[Stored items from a collection]
====================
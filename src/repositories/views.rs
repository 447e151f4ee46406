//! # View Repository
//!
//! Single writer of the two materialized relations. Each write replaces the
//! whole relation inside one transaction; a failed write leaves the previous
//! content in place.

use std::sync::Arc;

use sea_orm::{
    ActiveModelTrait, DatabaseConnection, DbErr, EntityTrait, QueryOrder, TransactionTrait,
};
use serde_json::Value as JsonValue;

use crate::models::{best_sellers_view, inventory_view};
use crate::pipeline::best_sellers::BestSellerViewRow;
use crate::pipeline::inventory::InventoryViewRow;
use crate::pipeline::types::Price;

use super::INSERT_BATCH_SIZE;

#[derive(Debug, Clone)]
pub struct ViewRepository {
    pub db: Arc<DatabaseConnection>,
}

impl ViewRepository {
    pub fn new(db: Arc<DatabaseConnection>) -> Self {
        Self { db }
    }

    /// Replaces the inventory view with `rows`, numbered in the given order.
    pub async fn replace_inventory(&self, rows: &[InventoryViewRow]) -> Result<usize, DbErr> {
        let models: Vec<inventory_view::Model> = rows
            .iter()
            .enumerate()
            .map(|(index, row)| inventory_model(index as i64, row))
            .collect();

        let txn = self.db.begin().await?;
        inventory_view::Entity::delete_many().exec(&txn).await?;
        for chunk in models.chunks(INSERT_BATCH_SIZE) {
            let batch = chunk
                .iter()
                .cloned()
                .map(|model| inventory_view::ActiveModel::from(model).reset_all());
            inventory_view::Entity::insert_many(batch).exec(&txn).await?;
        }
        txn.commit().await?;

        Ok(models.len())
    }

    /// Replaces the best-sellers view with `rows`, numbered in the given order.
    pub async fn replace_best_sellers(&self, rows: &[BestSellerViewRow]) -> Result<usize, DbErr> {
        let models: Vec<best_sellers_view::Model> = rows
            .iter()
            .enumerate()
            .map(|(index, row)| best_sellers_model(index as i64, row))
            .collect();

        let txn = self.db.begin().await?;
        best_sellers_view::Entity::delete_many().exec(&txn).await?;
        for chunk in models.chunks(INSERT_BATCH_SIZE) {
            let batch = chunk
                .iter()
                .cloned()
                .map(|model| best_sellers_view::ActiveModel::from(model).reset_all());
            best_sellers_view::Entity::insert_many(batch).exec(&txn).await?;
        }
        txn.commit().await?;

        Ok(models.len())
    }

    pub async fn list_inventory(&self) -> Result<Vec<inventory_view::Model>, DbErr> {
        inventory_view::Entity::find()
            .order_by_asc(inventory_view::Column::RowIndex)
            .all(&*self.db)
            .await
    }

    pub async fn list_best_sellers(&self) -> Result<Vec<best_sellers_view::Model>, DbErr> {
        best_sellers_view::Entity::find()
            .order_by_asc(best_sellers_view::Column::RowIndex)
            .all(&*self.db)
            .await
    }
}

fn inventory_model(row_index: i64, row: &InventoryViewRow) -> inventory_view::Model {
    let [l1, l2, l3, l4, l5] = row.category_levels.clone();
    let (price_value, price_currency) = price_columns(row.price.as_ref());
    let (sale_price_value, sale_price_currency) = price_columns(row.sale_price.as_ref());
    let (current_price_value, current_price_currency) = price_columns(row.current_price.as_ref());
    let (benchmark_price_value, benchmark_price_currency) =
        price_columns(row.benchmark_price.as_ref());
    let (suggested_price_value, suggested_price_currency) =
        price_columns(row.suggested_price.as_ref());
    let short = &row.last_7_days;
    let long = &row.last_30_days;

    inventory_view::Model {
        row_index,
        snapshot_date: row.snapshot_date,
        merchant_id: row.merchant_id,
        product_id: row.product_id.clone(),
        offer_id: row.offer_id.clone(),
        title: row.title.clone(),
        brand: row.brand.clone(),
        gtin: row.gtin.clone(),
        channel: row.channel.clone(),
        content_language: row.content_language.clone(),
        availability: row.availability.clone(),
        targeted_country: row.targeted_country.clone(),
        is_disapproved: row.is_disapproved,
        price_value,
        price_currency,
        sale_price_value,
        sale_price_currency,
        current_price_value,
        current_price_currency,
        category_l1: l1,
        category_l2: l2,
        category_l3: l3,
        category_l4: l4,
        category_l5: l5,
        final_category: row.final_category.clone(),
        image_link: row.image_link.clone(),
        custom_attributes: row.custom_attributes.clone(),
        benchmark_price_value,
        benchmark_price_currency,
        suggested_price_value,
        suggested_price_currency,
        predicted_impressions_change_fraction: row.predicted_impressions_change_fraction,
        predicted_clicks_change_fraction: row.predicted_clicks_change_fraction,
        predicted_conversions_change_fraction: row.predicted_conversions_change_fraction,
        impressions_7d: short.impressions,
        clicks_7d: short.clicks,
        cost_7d: short.cost,
        conversions_7d: short.conversions,
        conversions_value_7d: short.conversions_value,
        ctr_7d: short.ctr,
        impressions_30d: long.impressions,
        clicks_30d: long.clicks,
        cost_30d: long.cost,
        conversions_30d: long.conversions,
        conversions_value_30d: long.conversions_value,
        ctr_30d: long.ctr,
    }
}

fn best_sellers_model(row_index: i64, row: &BestSellerViewRow) -> best_sellers_view::Model {
    let [l1, l2, l3, l4, l5] = row.category_levels.clone();
    let product = row.product.as_ref();
    let (current_price_value, current_price_currency) =
        price_columns(product.and_then(|p| p.current_price.as_ref()));
    let (benchmark_price_value, benchmark_price_currency) =
        price_columns(product.and_then(|p| p.benchmark_price.as_ref()));
    let short = product.map(|p| p.last_7_days).unwrap_or_default();
    let long = product.map(|p| p.last_30_days).unwrap_or_default();

    best_sellers_view::Model {
        row_index,
        rank_date: row.rank_date,
        country_code: row.country_code.clone(),
        category_id: row.category_id,
        entity_id: row.entity_id.clone(),
        title: row.title.clone(),
        brand: row.brand.clone(),
        category_l1: l1,
        category_l2: l2,
        category_l3: l3,
        category_l4: l4,
        category_l5: l5,
        full_category: row.full_category.clone(),
        variant_gtins: JsonValue::from(row.variant_gtins.clone()),
        product_inventory_status: row.product_inventory_status.clone(),
        brand_inventory_status: row.brand_inventory_status.clone(),
        rank: row.rank,
        previous_rank: row.previous_rank,
        relative_demand: row.relative_demand.clone(),
        previous_relative_demand: row.previous_relative_demand.clone(),
        relative_demand_change: row.relative_demand_change.clone(),
        merchant_id: product.map(|p| p.merchant_id),
        product_id: row.product_id.clone(),
        offer_id: product.map(|p| p.offer_id.clone()),
        product_title: product.and_then(|p| p.title.clone()),
        availability: product.and_then(|p| p.availability.clone()),
        is_disapproved: product.map(|p| p.is_disapproved),
        current_price_value,
        current_price_currency,
        benchmark_price_value,
        benchmark_price_currency,
        impressions_7d: short.impressions,
        clicks_7d: short.clicks,
        cost_7d: short.cost,
        conversions_7d: short.conversions,
        conversions_value_7d: short.conversions_value,
        impressions_30d: long.impressions,
        clicks_30d: long.clicks,
        cost_30d: long.cost,
        conversions_30d: long.conversions,
        conversions_value_30d: long.conversions_value,
    }
}

fn price_columns(price: Option<&Price>) -> (Option<f64>, Option<String>) {
    match price {
        Some(price) => (Some(price.value), price.currency.clone()),
        None => (None, None),
    }
}
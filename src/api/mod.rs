//! API clients for external services
//!
//! - TMDB: movie metadata, search, trending and similar lists
//! - Embed: player and poster URLs keyed by movie id

pub mod embed;
pub mod tmdb;

pub use embed::EmbedService;
pub use tmdb::{AdultFilter, TmdbClient, TmdbError};
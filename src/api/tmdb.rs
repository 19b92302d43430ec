//! TMDB (The Movie Database) API client
//!
//! Trending, search, title lookup and similar-movie lists for the catalog
//! and watch screens. Only the first page of any list is ever requested.
//! API docs: https://developer.themoviedb.org/docs

use anyhow::Result;
use reqwest::StatusCode;
use serde::Deserialize;
use thiserror::Error;

use crate::config::Config;
use crate::models::{MovieDetail, MovieId, MovieSummary};

/// Default TMDB v3 endpoint
pub const TMDB_BASE_URL: &str = "https://api.themoviedb.org/3";

/// Default response language
pub const DEFAULT_LANGUAGE: &str = "en-US";

/// TMDB API error types
#[derive(Error, Debug)]
pub enum TmdbError {
    #[error("Resource not found (404)")]
    NotFound,

    #[error("Unauthorized (401): check the TMDB bearer token")]
    Unauthorized,

    #[error("Server error: {0}")]
    ServerError(u16),

    #[error("Unexpected status: {0}")]
    UnexpectedStatus(u16),

    #[error("Invalid response: {0}")]
    InvalidResponse(String),

    #[error("Request failed: {0}")]
    RequestFailed(#[from] reqwest::Error),
}

/// Adult-content filter sent with a search
#[derive(Debug, Clone, Copy, PartialEq, Eq, Default)]
pub enum AdultFilter {
    /// Send `include_adult=false`
    #[default]
    Exclude,
    /// Leave the parameter out and let the API decide
    Unspecified,
}

/// TMDB API client
///
/// Authenticates every call with a bearer token. A missing or rejected token
/// is not detected up front: each call simply fails with [`TmdbError`].
pub struct TmdbClient {
    bearer_token: String,
    base_url: String,
    language: String,
    client: reqwest::Client,
}

impl TmdbClient {
    /// Create a new TMDB client with the given bearer token
    pub fn new(bearer_token: impl Into<String>) -> Self {
        Self::with_base_url(bearer_token, TMDB_BASE_URL)
    }

    /// Create a client with a custom base URL (for testing)
    pub fn with_base_url(bearer_token: impl Into<String>, base_url: impl Into<String>) -> Self {
        Self {
            bearer_token: bearer_token.into(),
            base_url: base_url.into(),
            language: DEFAULT_LANGUAGE.to_string(),
            client: reqwest::Client::new(),
        }
    }

    /// Build a client from resolved configuration
    pub fn from_config(config: &Config) -> Self {
        let token = config.bearer_token().unwrap_or_default();
        Self::with_base_url(token, config.api_base_url()).with_language(config.language())
    }

    /// Override the response language
    pub fn with_language(mut self, language: impl Into<String>) -> Self {
        self.language = language.into();
        self
    }

    pub fn language(&self) -> &str {
        &self.language
    }

    /// Make an authenticated GET request
    async fn get<T: for<'de> Deserialize<'de>>(&self, endpoint: &str) -> Result<T> {
        let url = format!("{}{}", self.base_url, endpoint);
        tracing::debug!(endpoint, "tmdb: GET");

        let response = self
            .client
            .get(&url)
            .header("Authorization", format!("Bearer {}", self.bearer_token))
            .header("Accept", "application/json")
            .send()
            .await
            .map_err(TmdbError::RequestFailed)?;

        match response.status() {
            StatusCode::OK => {
                let body = response.text().await.map_err(TmdbError::RequestFailed)?;
                let parsed: T = serde_json::from_str(&body).map_err(|e| {
                    TmdbError::InvalidResponse(format!("JSON parse error: {}", e))
                })?;
                Ok(parsed)
            }
            StatusCode::NOT_FOUND => Err(TmdbError::NotFound.into()),
            StatusCode::UNAUTHORIZED => Err(TmdbError::Unauthorized.into()),
            status if status.is_server_error() => {
                Err(TmdbError::ServerError(status.as_u16()).into())
            }
            status => Err(TmdbError::UnexpectedStatus(status.as_u16()).into()),
        }
    }

    /// This week's trending movies
    pub async fn trending_week(&self) -> Result<Vec<MovieSummary>> {
        let endpoint = format!(
            "/trending/movie/week?language={}",
            urlencoding::encode(&self.language)
        );
        let response: ListResponse = self.get(&endpoint).await?;
        Ok(response.into_summaries())
    }

    /// Search movies by title, first page only
    pub async fn search_movies(&self, query: &str, adult: AdultFilter) -> Result<Vec<MovieSummary>> {
        let adult_param = match adult {
            AdultFilter::Exclude => "&include_adult=false",
            AdultFilter::Unspecified => "",
        };
        let endpoint = format!(
            "/search/movie?query={}{}&language={}&page=1",
            urlencoding::encode(query),
            adult_param,
            urlencoding::encode(&self.language)
        );
        let response: ListResponse = self.get(&endpoint).await?;
        Ok(response.into_summaries())
    }

    /// Movie detail lookup, used for its title
    pub async fn movie_detail(&self, id: &MovieId) -> Result<MovieDetail> {
        let endpoint = format!("/movie/{}", urlencoding::encode(id.as_str()));
        let response: MovieResponse = self.get(&endpoint).await?;
        Ok(response.into_detail(id))
    }

    /// Movies similar to the given one, first page only
    pub async fn similar_movies(&self, id: &MovieId) -> Result<Vec<MovieSummary>> {
        let endpoint = format!(
            "/movie/{}/similar?language={}&page=1",
            urlencoding::encode(id.as_str()),
            urlencoding::encode(&self.language)
        );
        let response: ListResponse = self.get(&endpoint).await?;
        Ok(response.into_summaries())
    }
}

// =============================================================================
// Response Structures (internal deserialization)
// =============================================================================

/// Any paged list response. `results` may be absent or null.
#[derive(Debug, Deserialize)]
struct ListResponse {
    #[serde(default)]
    results: Option<Vec<MovieSummaryRaw>>,
}

impl ListResponse {
    fn into_summaries(self) -> Vec<MovieSummary> {
        self.results
            .unwrap_or_default()
            .into_iter()
            .filter_map(MovieSummaryRaw::into_summary)
            .collect()
    }
}

#[derive(Debug, Deserialize)]
struct MovieSummaryRaw {
    id: Option<u64>,
    title: Option<String>,
    poster_path: Option<String>,
}

impl MovieSummaryRaw {
    /// Entries without an id can't be linked to, so they are skipped
    fn into_summary(self) -> Option<MovieSummary> {
        Some(MovieSummary {
            id: self.id?,
            title: self.title.unwrap_or_default(),
            // An empty path is as good as none
            poster_path: self.poster_path.filter(|p| !p.is_empty()),
        })
    }
}

#[derive(Debug, Deserialize)]
struct MovieResponse {
    id: Option<u64>,
    title: Option<String>,
}

impl MovieResponse {
    fn into_detail(self, requested: &MovieId) -> MovieDetail {
        MovieDetail {
            id: self.id.or_else(|| requested.as_u64()).unwrap_or(0),
            title: self.title.filter(|t| !t.is_empty()),
        }
    }
}

#[cfg(test)]
mod tests {
    use super::*;

    #[test]
    fn test_list_response_skips_entries_without_id() {
        let parsed: ListResponse = serde_json::from_str(
            r#"{"results": [{"id": 1, "title": "One"}, {"id": null, "title": "Ghost"}, {"title": "Nameless"}, {"id": 3, "title": "Three"}]}"#,
        )
        .unwrap();
        let ids: Vec<u64> = parsed.into_summaries().iter().map(|m| m.id).collect();
        assert_eq!(ids, vec![1, 3]);
    }

    #[test]
    fn test_list_response_missing_results() {
        let parsed: ListResponse = serde_json::from_str(r#"{"page": 1}"#).unwrap();
        assert!(parsed.into_summaries().is_empty());

        let parsed: ListResponse = serde_json::from_str(r#"{"results": null}"#).unwrap();
        assert!(parsed.into_summaries().is_empty());
    }

    #[test]
    fn test_summary_defaults() {
        let raw = MovieSummaryRaw {
            id: Some(7),
            title: None,
            poster_path: Some(String::new()),
        };
        let summary = raw.into_summary().unwrap();
        assert_eq!(summary.id, 7);
        assert_eq!(summary.title, "");
        assert!(summary.poster_path.is_none());
    }

    #[test]
    fn test_detail_falls_back_to_requested_id() {
        let response = MovieResponse {
            id: None,
            title: Some(String::new()),
        };
        let detail = response.into_detail(&MovieId::from(550));
        assert_eq!(detail.id, 550);
        assert!(detail.title.is_none());
    }

    #[test]
    fn test_client_language_override() {
        let client = TmdbClient::new("token").with_language("de-DE");
        assert_eq!(client.language(), "de-DE");
    }
}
====================
Requirement: Among the lines above, please count those that contain the string "false" and write the number by itself.

Result of this task: 2